Disclaimer: I recently attended VMworld 2017 – US. My flights were paid for by ActualTech Media, VMware provided me with a free pass to the conference and various bits of swag, and Tech Field Day picked up my hotel costs. There is no requirement for me to blog about any of the content presented and I am not compensated in any way for my time at the event. Some materials presented were discussed under NDA and don’t form part of my blog posts, but could influence future discussions.

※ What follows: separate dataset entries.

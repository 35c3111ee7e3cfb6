//! Backend contract.
//!
//! The controller talks to the backend only through [`StudyBackend`], so the
//! HTTP client ([`HttpBackend`]) can be swapped for a scripted fake in tests.
//!
//! ## Endpoints
//!
//! ```text
//! POST /process-material/      multipart `file`  → { result } | { task_id, file_id? }
//! GET  /task-status/{task_id}                    → { status, error? }
//! GET  /recent-results/                          → { id: raw } | [ { filename, result | task_id } ]
//! POST /token/                 form              → { access_token, token_type }
//! POST /register/              query             → { message }
//! ```

pub mod http;

use crate::error::ClientError;
use crate::upload::ProcessingRequest;
use async_trait::async_trait;
use serde::{Deserialize, Serialize};
use serde_json::Value;

pub use http::HttpBackend;

/// Operations the StudyBuddy backend offers.
#[async_trait]
pub trait StudyBackend: Send + Sync {
    /// Upload a document for processing.
    async fn process_material(
        &self,
        request: &ProcessingRequest,
    ) -> Result<SubmitResponse, ClientError>;

    /// Read the status of one task.
    async fn task_status(&self, task_id: &str) -> Result<StatusResponse, ClientError>;

    /// List the user's recent results.
    async fn recent_results(&self) -> Result<RecentResults, ClientError>;

    /// Exchange credentials for an access token.
    async fn login(&self, username: &str, password: &str) -> Result<TokenResponse, ClientError>;

    /// Create an account. Returns the backend's message.
    async fn register(&self, username: &str, password: &str) -> Result<String, ClientError>;

    /// Attach (or clear) the bearer token sent with every request.
    fn set_token(&self, token: Option<String>) {
        let _ = token;
    }
}

// ── Wire types ───────────────────────────────────────────────────────────

/// Body of `POST /process-material/`.
#[derive(Debug, Clone, Default, PartialEq, Serialize, Deserialize)]
pub struct SubmitResponse {
    #[serde(default)]
    pub message: Option<String>,
    /// Present on a cache hit.
    #[serde(default)]
    pub result: Option<Value>,
    /// Present when a background task was started.
    #[serde(default)]
    pub task_id: Option<String>,
    #[serde(default)]
    pub file_id: Option<String>,
}

/// Body of `GET /task-status/{task_id}`.
#[derive(Debug, Clone, PartialEq, Serialize, Deserialize)]
pub struct StatusResponse {
    pub status: String,
    #[serde(default)]
    pub error: Option<String>,
}

/// Body of `POST /token/`.
#[derive(Debug, Clone, PartialEq, Serialize, Deserialize)]
pub struct TokenResponse {
    pub access_token: String,
    #[serde(default = "default_token_type")]
    pub token_type: String,
}

fn default_token_type() -> String {
    "bearer".to_string()
}

// ── Recent results ───────────────────────────────────────────────────────

/// State of one recent result.
#[derive(Debug, Clone, PartialEq, Serialize, Deserialize)]
pub enum RecentEntry {
    /// Finished; holds the raw payload (string or decoded object).
    Ready(Value),
    /// Still being processed by this task.
    Processing { task_id: String },
    /// The backend recorded a failure for this document.
    Failed { detail: Option<String> },
}

impl RecentEntry {
    pub fn label(&self) -> &'static str {
        match self {
            RecentEntry::Ready(_) => "ready",
            RecentEntry::Processing { .. } => "processing",
            RecentEntry::Failed { .. } => "failed",
        }
    }

    fn from_item(item: &Value) -> Self {
        let Some(obj) = item.as_object() else {
            return RecentEntry::Ready(item.clone());
        };
        if let Some(result) = obj.get("result").filter(|v| !v.is_null()) {
            return RecentEntry::Ready(result.clone());
        }
        if let Some(detail) = obj.get("error").filter(|v| !v.is_null()) {
            return RecentEntry::Failed {
                detail: Some(detail.as_str().map_or_else(|| detail.to_string(), str::to_string)),
            };
        }
        match obj.get("task_id").and_then(Value::as_str) {
            Some(task_id) => RecentEntry::Processing {
                task_id: task_id.to_string(),
            },
            // An object with none of the markers is itself a decoded envelope.
            None => RecentEntry::Ready(item.clone()),
        }
    }
}

/// Recent results in the order the backend listed them.
#[derive(Debug, Clone, Default, PartialEq, Serialize, Deserialize)]
pub struct RecentResults {
    entries: Vec<(String, RecentEntry)>,
}

impl RecentResults {
    pub fn new(entries: Vec<(String, RecentEntry)>) -> Self {
        Self { entries }
    }

    /// Accept either backend shape: an object keyed by result id, or a list
    /// of `{ filename, result | task_id }` items.
    pub fn from_value(value: Value) -> Result<Self, ClientError> {
        match value {
            Value::Object(map) => Ok(Self::new(
                map.into_iter()
                    .map(|(id, v)| {
                        let entry = RecentEntry::from_item(&v);
                        (id, entry)
                    })
                    .collect(),
            )),
            Value::Array(items) => {
                let mut entries = Vec::with_capacity(items.len());
                for (i, item) in items.iter().enumerate() {
                    let id = ["filename", "file_id", "id"]
                        .iter()
                        .find_map(|k| item.get(k).and_then(Value::as_str))
                        .ok_or_else(|| ClientError::UnexpectedResponse {
                            endpoint: "/recent-results/".into(),
                            detail: format!("item {i} has no filename"),
                        })?;
                    entries.push((id.to_string(), RecentEntry::from_item(item)));
                }
                Ok(Self::new(entries))
            }
            other => Err(ClientError::UnexpectedResponse {
                endpoint: "/recent-results/".into(),
                detail: format!("expected an object or a list, got {other}"),
            }),
        }
    }

    pub fn get(&self, result_id: &str) -> Option<&RecentEntry> {
        self.entries
            .iter()
            .find(|(id, _)| id == result_id)
            .map(|(_, e)| e)
    }

    pub fn iter(&self) -> impl Iterator<Item = (&str, &RecentEntry)> {
        self.entries.iter().map(|(id, e)| (id.as_str(), e))
    }

    pub fn len(&self) -> usize {
        self.entries.len()
    }

    pub fn is_empty(&self) -> bool {
        self.entries.is_empty()
    }
}
//! Error types for the studybuddy-client library.
//!
//! Two distinct error types reflect two distinct failure modes:
//!
//! * [`ClientError`]: **Fatal** for one operation: the file was rejected,
//!   the backend could not be reached, the task failed, or the persisted
//!   state could not be written. Returned as `Err(ClientError)` from the
//!   controller, the backend client and the session helpers.
//!
//! * [`PayloadError`]: **Non-fatal**: one piece of model output could not be
//!   decoded. The tolerant parser logs it and degrades that field to `None`
//!   so the rest of the result is still shown.

use std::path::PathBuf;
use thiserror::Error;

/// All fatal errors returned by the studybuddy-client library.
///
/// Parse failures of model output use [`PayloadError`] and never surface
/// here; a whole result that cannot be decoded is [`ClientError::MalformedResult`].
#[derive(Debug, Error)]
pub enum ClientError {
    // ── Validation errors ────────────────────────────────────────────────
    /// The file to upload does not exist.
    #[error("File not found: '{path}'\nCheck the path exists and is readable.")]
    FileNotFound { path: PathBuf },

    /// Process does not have read permission on the file.
    #[error("Permission denied reading '{path}'\nTry: chmod +r {path:?}")]
    PermissionDenied { path: PathBuf },

    /// The file is not of the accepted type.
    #[error("Only PDF files are supported: '{name}' looks like {detected}")]
    UnsupportedFileType { name: String, detected: String },

    /// The file exceeds the upload limit.
    #[error("'{name}' is {size} bytes; the maximum upload size is {max} bytes")]
    FileTooLarge { name: String, size: u64, max: u64 },

    /// The file is empty.
    #[error("'{name}' is empty")]
    EmptyFile { name: String },

    // ── Transport errors ─────────────────────────────────────────────────
    /// The request could not be sent or the response could not be read.
    #[error("Request to {endpoint} failed: {reason}\nIs the StudyBuddy backend running?")]
    Request { endpoint: String, reason: String },

    /// The request exceeded the configured timeout.
    #[error("Request to {endpoint} timed out after {secs}s")]
    Timeout { endpoint: String, secs: u64 },

    // ── Backend errors ───────────────────────────────────────────────────
    /// The backend answered with a non-success status.
    #[error("{endpoint} returned HTTP {status}: {detail}")]
    Http {
        endpoint: String,
        status: u16,
        detail: String,
    },

    /// The backend rejected the credentials or the bearer token (401).
    #[error("Not authorised: {detail}\nLog in again with `studybuddy login`.")]
    Unauthorized { detail: String },

    /// The backend answered 2xx with a body of an unexpected shape.
    #[error("Unexpected response from {endpoint}: {detail}")]
    UnexpectedResponse { endpoint: String, detail: String },

    // ── Processing flow errors ───────────────────────────────────────────
    /// The backend reported the task as failed.
    #[error("Processing task {task_id} failed{}", detail.as_deref().map(|d| format!(": {d}")).unwrap_or_default())]
    TaskFailed {
        task_id: String,
        detail: Option<String>,
    },

    /// Polling stopped after the configured number of status checks.
    #[error("Task {task_id} still not finished after {attempts} status checks")]
    PollAttemptsExhausted { task_id: String, attempts: u32 },

    /// Polling stopped after the configured wall-clock limit.
    #[error("Task {task_id} still not finished after {secs}s")]
    PollTimeout { task_id: String, secs: u64 },

    /// A status check failed and `stop_on_error` is enabled.
    #[error("Status check for task {task_id} failed; polling stopped")]
    PollingAborted { task_id: String },

    /// No recent result is stored under this identifier.
    #[error("No result found for '{result_id}'. It may have been removed.")]
    ResultNotFound { result_id: String },

    /// The result exists but its task has not finished yet.
    #[error("'{result_id}' is still being processed (task {task_id})")]
    ResultStillProcessing { result_id: String, task_id: String },

    /// The stored result could not be decoded at all.
    #[error("Result '{result_id}' could not be decoded: {detail}")]
    MalformedResult { result_id: String, detail: String },

    // ── Session errors ───────────────────────────────────────────────────
    /// The operation needs a login.
    #[error("Not logged in.\nRun `studybuddy login` first.")]
    NotAuthenticated,

    /// The stored access token could not be decoded.
    #[error("Invalid access token: {0}")]
    InvalidToken(String),

    // ── Persisted state errors ───────────────────────────────────────────
    /// The state file could not be read or written.
    #[error("Failed to access state file '{path}': {source}")]
    StateIo {
        path: PathBuf,
        #[source]
        source: std::io::Error,
    },

    /// The state file exists but is not valid.
    #[error("State file '{path}' is corrupt: {detail}\nDelete it to start over.")]
    StateCorrupt { path: PathBuf, detail: String },

    // ── Config errors ─────────────────────────────────────────────────────
    /// Builder validation failed.
    #[error("Invalid configuration: {0}")]
    InvalidConfig(String),

    // ── Catch-all ─────────────────────────────────────────────────────────
    /// Unexpected internal error.
    #[error("Internal error: {0}")]
    Internal(String),
}

impl ClientError {
    /// True for failures that a later retry of the same call may fix.
    pub fn is_transient(&self) -> bool {
        match self {
            ClientError::Request { .. } | ClientError::Timeout { .. } => true,
            ClientError::Http { status, .. } => *status >= 500 || *status == 429,
            _ => false,
        }
    }
}

/// A non-fatal decoding failure for one piece of model output.
#[derive(Debug, Clone, PartialEq, Eq, Error, serde::Serialize, serde::Deserialize)]
pub enum PayloadError {
    /// Nothing left to parse after trimming and fence removal.
    #[error("payload is empty")]
    Empty,

    /// The (possibly repaired) text is still not valid JSON.
    #[error("invalid JSON at line {line}, column {column}: {detail}")]
    Syntax {
        line: usize,
        column: usize,
        detail: String,
    },

    /// Valid JSON, but not the structure this field needs.
    #[error("field '{field}': {detail}")]
    Shape { field: String, detail: String },
}

impl From<serde_json::Error> for PayloadError {
    fn from(e: serde_json::Error) -> Self {
        PayloadError::Syntax {
            line: e.line(),
            column: e.column(),
            detail: e.to_string(),
        }
    }
}

#[cfg(test)]
mod tests {
    use super::*;

    #[test]
    fn task_failed_display_with_detail() {
        let e = ClientError::TaskFailed {
            task_id: "abc".into(),
            detail: Some("crew crashed".into()),
        };
        let msg = e.to_string();
        assert!(msg.contains("abc"), "got: {msg}");
        assert!(msg.contains("crew crashed"), "got: {msg}");
    }

    #[test]
    fn task_failed_display_without_detail() {
        let e = ClientError::TaskFailed {
            task_id: "abc".into(),
            detail: None,
        };
        assert_eq!(e.to_string(), "Processing task abc failed");
    }

    #[test]
    fn file_too_large_display() {
        let e = ClientError::FileTooLarge {
            name: "big.pdf".into(),
            size: 20,
            max: 10,
        };
        assert!(e.to_string().contains("big.pdf"));
        assert!(e.to_string().contains("10 bytes"));
    }

    #[test]
    fn transient_classification() {
        let timeout = ClientError::Timeout {
            endpoint: "/task-status/x".into(),
            secs: 5,
        };
        assert!(timeout.is_transient());

        let server = ClientError::Http {
            endpoint: "/recent-results/".into(),
            status: 503,
            detail: "busy".into(),
        };
        assert!(server.is_transient());

        let client = ClientError::Http {
            endpoint: "/recent-results/".into(),
            status: 404,
            detail: "nope".into(),
        };
        assert!(!client.is_transient());
        assert!(!ClientError::NotAuthenticated.is_transient());
    }

    #[test]
    fn payload_error_from_serde() {
        let err = serde_json::from_str::<serde_json::Value>("{\"a\":").unwrap_err();
        match PayloadError::from(err) {
            PayloadError::Syntax { line, .. } => assert_eq!(line, 1),
            other => panic!("unexpected: {other:?}"),
        }
    }
}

Here are my rough notes from “SER1166BU – Housekeeping Strategies for Platform Services Controller-Expert Talk”, presented by Jishnu Surendran Thankamani and Agnes James, both of whom are GSS employees with VMware. You can grab a PDF copy of them here.
Know more about PSC
Infrastructure Services offered by PSC
- VMDir – internally developed LDAP service
- Single Sign-on (IDMD, STS, SSOAdmin, LookupService)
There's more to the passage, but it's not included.